• [EXERCISE AIM]: Scan the lines below for the string "priority" and copy every one that has it.

= Beginning of Section =

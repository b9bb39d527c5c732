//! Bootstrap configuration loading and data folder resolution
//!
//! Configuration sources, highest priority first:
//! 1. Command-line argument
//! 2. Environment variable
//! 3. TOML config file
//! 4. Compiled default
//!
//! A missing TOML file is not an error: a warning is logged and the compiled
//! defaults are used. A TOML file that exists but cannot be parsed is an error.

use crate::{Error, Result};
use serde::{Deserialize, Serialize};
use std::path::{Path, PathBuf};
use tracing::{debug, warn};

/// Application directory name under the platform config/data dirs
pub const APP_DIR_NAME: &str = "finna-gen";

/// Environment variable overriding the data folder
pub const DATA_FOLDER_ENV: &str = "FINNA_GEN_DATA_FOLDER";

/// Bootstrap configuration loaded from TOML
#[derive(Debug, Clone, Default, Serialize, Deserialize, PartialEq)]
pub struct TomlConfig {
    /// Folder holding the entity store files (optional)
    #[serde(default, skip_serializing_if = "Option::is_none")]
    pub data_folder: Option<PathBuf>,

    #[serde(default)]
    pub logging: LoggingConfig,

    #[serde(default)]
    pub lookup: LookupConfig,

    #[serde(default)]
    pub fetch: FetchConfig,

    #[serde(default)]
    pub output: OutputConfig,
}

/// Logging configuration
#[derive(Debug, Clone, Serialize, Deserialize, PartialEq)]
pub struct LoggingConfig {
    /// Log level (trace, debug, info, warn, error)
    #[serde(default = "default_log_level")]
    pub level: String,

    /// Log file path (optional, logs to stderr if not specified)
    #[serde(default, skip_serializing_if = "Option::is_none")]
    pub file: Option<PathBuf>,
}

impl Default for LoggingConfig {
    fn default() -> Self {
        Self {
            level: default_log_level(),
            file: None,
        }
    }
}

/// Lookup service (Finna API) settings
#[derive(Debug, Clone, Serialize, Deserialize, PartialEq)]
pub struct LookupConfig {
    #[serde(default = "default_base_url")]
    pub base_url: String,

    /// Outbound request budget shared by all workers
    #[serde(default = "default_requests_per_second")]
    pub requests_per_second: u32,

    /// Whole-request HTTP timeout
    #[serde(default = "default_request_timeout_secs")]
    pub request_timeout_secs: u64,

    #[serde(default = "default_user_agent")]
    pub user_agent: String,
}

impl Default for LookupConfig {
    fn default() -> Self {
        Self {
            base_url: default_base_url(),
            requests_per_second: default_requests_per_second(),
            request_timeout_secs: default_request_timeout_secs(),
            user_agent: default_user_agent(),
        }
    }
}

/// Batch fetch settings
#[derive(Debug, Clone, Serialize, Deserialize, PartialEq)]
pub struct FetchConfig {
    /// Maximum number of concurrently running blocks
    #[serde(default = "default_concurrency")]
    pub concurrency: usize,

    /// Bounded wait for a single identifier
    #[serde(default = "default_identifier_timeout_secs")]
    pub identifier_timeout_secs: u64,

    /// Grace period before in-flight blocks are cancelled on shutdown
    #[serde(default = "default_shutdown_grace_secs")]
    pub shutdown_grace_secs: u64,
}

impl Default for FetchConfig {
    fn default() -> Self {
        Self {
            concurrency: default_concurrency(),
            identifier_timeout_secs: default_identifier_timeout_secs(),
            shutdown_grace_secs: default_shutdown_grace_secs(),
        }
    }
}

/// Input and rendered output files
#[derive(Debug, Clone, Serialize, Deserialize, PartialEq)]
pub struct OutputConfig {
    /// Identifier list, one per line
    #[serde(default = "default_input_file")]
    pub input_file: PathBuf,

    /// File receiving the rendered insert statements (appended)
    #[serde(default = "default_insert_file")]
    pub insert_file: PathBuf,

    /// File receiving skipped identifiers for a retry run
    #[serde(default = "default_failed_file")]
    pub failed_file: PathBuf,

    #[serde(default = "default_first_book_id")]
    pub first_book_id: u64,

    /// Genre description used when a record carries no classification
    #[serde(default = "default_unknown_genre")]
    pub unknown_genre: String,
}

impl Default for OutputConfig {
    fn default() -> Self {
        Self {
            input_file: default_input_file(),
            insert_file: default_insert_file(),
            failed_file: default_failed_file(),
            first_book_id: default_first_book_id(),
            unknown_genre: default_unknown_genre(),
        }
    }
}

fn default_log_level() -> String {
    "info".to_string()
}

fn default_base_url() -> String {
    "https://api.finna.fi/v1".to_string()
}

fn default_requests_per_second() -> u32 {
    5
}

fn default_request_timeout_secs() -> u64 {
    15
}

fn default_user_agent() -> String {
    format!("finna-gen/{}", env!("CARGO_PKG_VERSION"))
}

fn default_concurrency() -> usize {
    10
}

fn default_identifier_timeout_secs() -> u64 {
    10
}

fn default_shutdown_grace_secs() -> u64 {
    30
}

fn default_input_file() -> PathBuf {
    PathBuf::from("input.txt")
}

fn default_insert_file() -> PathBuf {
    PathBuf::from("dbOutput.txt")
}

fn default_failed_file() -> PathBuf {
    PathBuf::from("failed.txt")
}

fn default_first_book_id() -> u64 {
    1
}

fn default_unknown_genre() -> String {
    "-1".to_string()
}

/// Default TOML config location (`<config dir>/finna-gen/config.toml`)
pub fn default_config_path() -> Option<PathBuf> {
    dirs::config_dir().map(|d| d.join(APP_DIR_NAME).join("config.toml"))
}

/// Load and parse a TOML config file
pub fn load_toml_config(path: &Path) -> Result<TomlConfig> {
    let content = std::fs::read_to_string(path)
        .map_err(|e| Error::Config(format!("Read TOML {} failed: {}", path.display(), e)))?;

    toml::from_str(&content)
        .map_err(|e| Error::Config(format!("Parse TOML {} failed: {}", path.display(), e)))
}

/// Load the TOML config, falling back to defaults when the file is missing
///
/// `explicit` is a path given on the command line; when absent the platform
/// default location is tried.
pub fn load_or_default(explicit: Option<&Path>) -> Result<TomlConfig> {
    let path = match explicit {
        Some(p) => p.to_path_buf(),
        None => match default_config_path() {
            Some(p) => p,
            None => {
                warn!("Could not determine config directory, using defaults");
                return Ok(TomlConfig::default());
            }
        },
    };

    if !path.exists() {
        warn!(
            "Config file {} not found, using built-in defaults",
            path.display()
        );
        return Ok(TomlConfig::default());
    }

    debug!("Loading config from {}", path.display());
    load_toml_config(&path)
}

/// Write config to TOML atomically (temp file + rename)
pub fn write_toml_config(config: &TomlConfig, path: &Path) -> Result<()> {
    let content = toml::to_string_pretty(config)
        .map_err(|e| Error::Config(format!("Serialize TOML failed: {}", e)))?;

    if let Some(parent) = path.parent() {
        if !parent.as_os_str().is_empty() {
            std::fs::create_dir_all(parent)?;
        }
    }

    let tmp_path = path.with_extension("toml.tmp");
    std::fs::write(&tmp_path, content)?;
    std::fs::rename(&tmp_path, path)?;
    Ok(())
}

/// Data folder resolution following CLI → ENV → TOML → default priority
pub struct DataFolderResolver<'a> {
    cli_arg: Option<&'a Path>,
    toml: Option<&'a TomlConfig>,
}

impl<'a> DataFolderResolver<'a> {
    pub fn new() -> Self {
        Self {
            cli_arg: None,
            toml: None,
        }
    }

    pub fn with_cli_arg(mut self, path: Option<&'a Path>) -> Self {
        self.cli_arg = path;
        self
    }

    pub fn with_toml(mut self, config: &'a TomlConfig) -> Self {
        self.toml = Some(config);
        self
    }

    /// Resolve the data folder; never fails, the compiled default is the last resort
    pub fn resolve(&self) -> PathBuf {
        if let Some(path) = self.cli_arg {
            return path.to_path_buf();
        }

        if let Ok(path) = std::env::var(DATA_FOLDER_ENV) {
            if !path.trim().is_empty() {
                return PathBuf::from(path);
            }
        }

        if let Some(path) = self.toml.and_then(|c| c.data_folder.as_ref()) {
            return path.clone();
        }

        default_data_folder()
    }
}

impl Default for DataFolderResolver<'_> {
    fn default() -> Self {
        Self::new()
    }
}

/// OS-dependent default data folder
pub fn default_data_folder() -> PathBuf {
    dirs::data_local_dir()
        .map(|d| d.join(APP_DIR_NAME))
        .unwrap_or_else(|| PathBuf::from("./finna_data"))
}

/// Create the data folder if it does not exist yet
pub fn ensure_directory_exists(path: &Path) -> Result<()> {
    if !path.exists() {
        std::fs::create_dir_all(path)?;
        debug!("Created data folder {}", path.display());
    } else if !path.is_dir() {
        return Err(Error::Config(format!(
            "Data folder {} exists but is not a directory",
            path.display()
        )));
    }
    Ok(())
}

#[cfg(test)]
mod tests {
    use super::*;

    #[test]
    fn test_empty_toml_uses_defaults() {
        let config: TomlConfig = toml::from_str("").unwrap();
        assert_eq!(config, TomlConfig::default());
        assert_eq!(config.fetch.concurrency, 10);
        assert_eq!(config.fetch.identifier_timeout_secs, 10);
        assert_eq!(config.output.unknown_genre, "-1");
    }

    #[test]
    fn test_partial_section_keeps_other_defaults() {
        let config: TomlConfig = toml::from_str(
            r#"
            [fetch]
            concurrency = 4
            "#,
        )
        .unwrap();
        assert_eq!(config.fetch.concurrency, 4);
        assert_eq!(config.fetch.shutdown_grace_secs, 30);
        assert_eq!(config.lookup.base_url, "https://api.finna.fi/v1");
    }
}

= End of Section =
= Beginning of Section =

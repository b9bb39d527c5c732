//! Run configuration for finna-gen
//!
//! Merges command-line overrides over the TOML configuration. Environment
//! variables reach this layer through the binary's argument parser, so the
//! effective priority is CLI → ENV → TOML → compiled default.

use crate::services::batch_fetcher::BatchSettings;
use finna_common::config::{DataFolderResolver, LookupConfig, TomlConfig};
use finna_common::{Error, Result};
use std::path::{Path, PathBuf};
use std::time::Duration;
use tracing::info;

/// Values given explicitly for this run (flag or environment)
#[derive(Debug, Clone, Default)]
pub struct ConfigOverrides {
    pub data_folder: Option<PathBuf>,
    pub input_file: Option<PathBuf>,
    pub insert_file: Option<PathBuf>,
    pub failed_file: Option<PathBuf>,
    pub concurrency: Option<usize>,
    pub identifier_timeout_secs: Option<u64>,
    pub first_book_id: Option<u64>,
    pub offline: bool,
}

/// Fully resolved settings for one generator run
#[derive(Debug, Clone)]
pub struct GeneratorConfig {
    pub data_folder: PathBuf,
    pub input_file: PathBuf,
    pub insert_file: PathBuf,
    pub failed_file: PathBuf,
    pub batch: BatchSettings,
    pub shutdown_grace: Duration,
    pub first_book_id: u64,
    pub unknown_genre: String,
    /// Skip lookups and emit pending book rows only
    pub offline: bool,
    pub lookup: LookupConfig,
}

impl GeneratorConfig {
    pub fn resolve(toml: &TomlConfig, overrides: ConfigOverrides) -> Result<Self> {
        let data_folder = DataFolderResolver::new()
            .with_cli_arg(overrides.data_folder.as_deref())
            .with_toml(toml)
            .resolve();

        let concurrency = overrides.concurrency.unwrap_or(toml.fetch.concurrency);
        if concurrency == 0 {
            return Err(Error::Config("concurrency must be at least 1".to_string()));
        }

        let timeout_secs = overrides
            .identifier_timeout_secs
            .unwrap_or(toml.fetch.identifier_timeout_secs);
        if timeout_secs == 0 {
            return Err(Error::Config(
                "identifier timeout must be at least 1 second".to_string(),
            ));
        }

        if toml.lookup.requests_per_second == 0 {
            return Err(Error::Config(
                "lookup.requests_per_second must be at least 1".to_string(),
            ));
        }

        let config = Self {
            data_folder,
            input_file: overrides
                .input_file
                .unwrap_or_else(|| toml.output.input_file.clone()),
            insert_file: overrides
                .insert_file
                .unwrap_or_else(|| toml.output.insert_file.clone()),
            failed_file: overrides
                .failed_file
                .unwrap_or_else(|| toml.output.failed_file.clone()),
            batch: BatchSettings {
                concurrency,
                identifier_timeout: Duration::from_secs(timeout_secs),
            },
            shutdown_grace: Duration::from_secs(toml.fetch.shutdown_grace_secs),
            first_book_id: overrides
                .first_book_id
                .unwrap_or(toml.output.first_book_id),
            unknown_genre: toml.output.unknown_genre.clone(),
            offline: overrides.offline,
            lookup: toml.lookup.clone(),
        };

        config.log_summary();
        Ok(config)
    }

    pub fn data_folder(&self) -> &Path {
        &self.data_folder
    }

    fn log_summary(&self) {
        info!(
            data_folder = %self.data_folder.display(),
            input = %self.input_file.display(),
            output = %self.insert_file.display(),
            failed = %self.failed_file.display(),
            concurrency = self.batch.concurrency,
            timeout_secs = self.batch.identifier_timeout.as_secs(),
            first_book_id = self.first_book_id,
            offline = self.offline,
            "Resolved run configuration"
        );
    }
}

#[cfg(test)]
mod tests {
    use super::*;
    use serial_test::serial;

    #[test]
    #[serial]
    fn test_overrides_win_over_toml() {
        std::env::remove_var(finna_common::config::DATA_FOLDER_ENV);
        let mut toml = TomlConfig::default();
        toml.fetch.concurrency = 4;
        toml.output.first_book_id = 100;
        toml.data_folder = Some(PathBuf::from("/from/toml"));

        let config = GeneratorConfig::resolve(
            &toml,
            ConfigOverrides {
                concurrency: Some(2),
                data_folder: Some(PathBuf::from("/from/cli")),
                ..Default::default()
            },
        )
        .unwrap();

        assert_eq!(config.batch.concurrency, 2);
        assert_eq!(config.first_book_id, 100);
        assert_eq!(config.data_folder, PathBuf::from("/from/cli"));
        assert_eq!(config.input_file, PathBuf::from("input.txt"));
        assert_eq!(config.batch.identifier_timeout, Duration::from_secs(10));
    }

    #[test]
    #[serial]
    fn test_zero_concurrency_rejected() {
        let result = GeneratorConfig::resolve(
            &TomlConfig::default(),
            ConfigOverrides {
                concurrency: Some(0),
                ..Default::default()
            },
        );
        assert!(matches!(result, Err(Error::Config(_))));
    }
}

= End of Section =

• [TASK RESPONSE]:
//! Configuration sources, highest priority first:
/// Data folder resolution following CLI → ENV → TOML → default priority
//! effective priority is CLI → ENV → TOML → compiled default.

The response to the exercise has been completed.